Given two integers n and k, return an array of all the integers of length n where the difference between every two consecutive digits is k. You may return the answer in any order.

Note that the integers should not have leading zeros. Integers as 02 and 043 are not allowed.

 

Example 1:

Input: n = 3, k = 7
Output: [181,292,707,818,929]
Explanation: Note that 070 is not a valid number, because it has leading zeroes.

Example 2:

Input: n = 2, k = 1
Output: [10,12,21,23,32,34,43,45,54,56,65,67,76,78,87,89,98]

 

Constraints:

  • 2 <= n <= 9
  • 0 <= k <= 9

Solutions

Solution 1: DFS

We can enumerate the first digit of all numbers of length $n$, and then use the depth-first search method to recursively construct all numbers that meet the conditions.

Specifically, we first define a boundary value $\textit{boundary} = 10^{n-1}$, which represents the minimum value of the number we need to construct. Then, we enumerate the first digit from $1$ to $9$. For each digit $i$, we recursively construct the number of length $n$ with $i$ as the first digit.

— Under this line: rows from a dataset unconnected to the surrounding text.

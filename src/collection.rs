//! Applying optics across sequences.
//!
//! These are the lens-as-function and prism-as-function conveniences: map a
//! sequence through a lens's `get`, filter it by a `bool`-valued lens, or
//! keep only the items a prism can extract from. Each helper makes a single
//! pass over its input and preserves the original order.
//!
//! # Example
//!
//! ```
//! use optica::collection::{compact_map, filter, map};
//! use optica::{lens, prism};
//!
//! #[derive(Clone, PartialEq, Debug)]
//! struct User { id: i64, is_admin: bool, name: String }
//!
//! #[derive(Clone, PartialEq, Debug)]
//! enum Authentication { Authenticated(String), Unauthenticated }
//!
//! let users = vec![
//!     User { id: 1, is_admin: true, name: "Blob".to_string() },
//!     User { id: 2, is_admin: false, name: "Blob Jr.".to_string() },
//! ];
//!
//! assert_eq!(map(&users, &lens!(User, id)), vec![1, 2]);
//! assert_eq!(filter(&users, &lens!(User, is_admin)), vec![&users[0]]);
//!
//! let sessions = vec![
//!     Authentication::Unauthenticated,
//!     Authentication::Authenticated("cafed00d".to_string()),
//! ];
//! assert_eq!(
//!     compact_map(&sessions, &prism!(Authentication, Authenticated)),
//!     vec!["cafed00d".to_string()]
//! );
//! ```

use crate::optics::{Lens, Prism};

/// Reads the focused part of every item.
///
/// # Arguments
///
/// * `items` - The items to read from
/// * `lens` - The lens used as the transform
///
/// # Returns
///
/// The focused parts, in input order
pub fn map<'a, S, A, I, L>(items: I, lens: &L) -> Vec<A>
where
    S: 'a,
    I: IntoIterator<Item = &'a S>,
    L: Lens<S, A>,
{
    items.into_iter().map(|item| lens.get(item)).collect()
}

/// Keeps the items whose `bool`-valued lens reads `true`.
///
/// # Arguments
///
/// * `items` - The items to filter
/// * `lens` - The lens used as the predicate
///
/// # Returns
///
/// References to the kept items, in input order
pub fn filter<'a, S, I, L>(items: I, lens: &L) -> Vec<&'a S>
where
    S: 'a,
    I: IntoIterator<Item = &'a S>,
    L: Lens<S, bool>,
{
    items.into_iter().filter(|item| lens.get(item)).collect()
}

/// Keeps the payload of every item the prism matches, dropping the rest.
///
/// # Arguments
///
/// * `items` - The items to extract from
/// * `prism` - The prism used as the extraction
///
/// # Returns
///
/// The extracted payloads, in input order
pub fn compact_map<'a, S, A, I, P>(items: I, prism: &P) -> Vec<A>
where
    S: 'a,
    I: IntoIterator<Item = &'a S>,
    P: Prism<S, A>,
{
    items
        .into_iter()
        .filter_map(|item| prism.extract(item))
        .collect()
}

The time complexity is $(n \times 2^n \times |\Sigma|)$, where $|\Sigma|$ represents the set of digits, and in this problem $|\Sigma| = 9$. The space complexity is $O(2^n)$.

Python3

class Solution:
    def numsSameConsecDiff(self, n: int, k: int) -> List[int]:
        def dfs(x: int):
            if x >= boundary:
                ans.append(x)
                return
            last = x % 10
            if last + k <= 9:
                dfs(x * 10 + last + k)
            if last - k >= 0 and k != 0:
                dfs(x * 10 + last - k)

        ans = []
        boundary = 10 ** (n - 1)
        for i in range(1, 10):
            dfs(i)
        return ans

Java

class Solution {
    private List<Integer> ans = new ArrayList<>();
    private int boundary;
    private int k;

    public int[] numsSameConsecDiff(int n, int k) {
        this.k = k;
        boundary = (int) Math.pow(10, n - 1);
        for (int i = 1; i < 10; ++i) {
            dfs(i);
        }
        return ans.stream().mapToInt(i -> i).toArray();
    }

    private void dfs(int x) {
        if (x >= boundary) {
            ans.add(x);
            return;
        }
        int last = x % 10;
        if (last + k < 10) {
            dfs(x * 10 + last + k);
        }
        if (k != 0 && last - k >= 0) {
            dfs(x * 10 + last - k);
        }
    }
}

C++

class Solution {
public:
    vector<int> numsSameConsecDiff(int n, int k) {
        vector<int> ans;
        int boundary = pow(10, n - 1);
        auto dfs = [&](auto&& dfs, int x) {
            if (x >= boundary) {
                ans.push_back(x);
                return;
            }
            int last = x % 10;
            if (last + k < 10) {
                dfs(dfs, x * 10 + last + k);
            }
            if (k != 0 && last - k >= 0) {
                dfs(dfs, x * 10 + last - k);
            }
        };
        for (int i = 1; i < 10; ++i) {
            dfs(dfs, i);
        }
        return ans;
    }
};

Go

func numsSameConsecDiff(n int, k int) (ans []int) {
	bounary := int(math.Pow10(n - 1))
	var dfs func(int)
	dfs = func(x int) {
		if x >= bounary {
			ans = append(ans, x)
			return
		}
		last := x % 10
		if last+k < 10 {
			dfs(x*10 + last + k)
		}
		if k > 0 && last-k >= 0 {
			dfs(x*10 + last - k)
		}
	}
	for i := 1; i < 10; i++ {
		dfs(i)
	}
	return
}

TypeScript

function numsSameConsecDiff(n: number, k: number): number[] {
    const ans: number[] = [];
    const boundary = 10 ** (n - 1);
    const dfs = (x: number) => {
        if (x >= boundary) {
            ans.push(x);
            return;
        }
        const last = x % 10;
        if (last + k < 10) {
            dfs(x * 10 + last + k);
        }
        if (k > 0 && last - k >= 0) {
            dfs(x * 10 + last - k);
        }
    };
    for (let i = 1; i < 10; i++) {
        dfs(i);
    }
    return ans;
}

JavaScript

/**
 * @param {number} n
 * @param {number} k
 * @return {number[]}
 */
var numsSameConsecDiff = function (n, k) {
    const ans = [];
    const boundary = 10 ** (n - 1);
    const dfs = x => {
        if (x >= boundary) {
            ans.push(x);
            return;
        }
        const last = x % 10;
        if (last + k < 10) {
            dfs(x * 10 + last + k);
        }
        if (k > 0 && last - k >= 0) {
            dfs(x * 10 + last - k);
        }
    };
    for (let i = 1; i < 10; i++) {
        dfs(i);
    }
    return ans;
};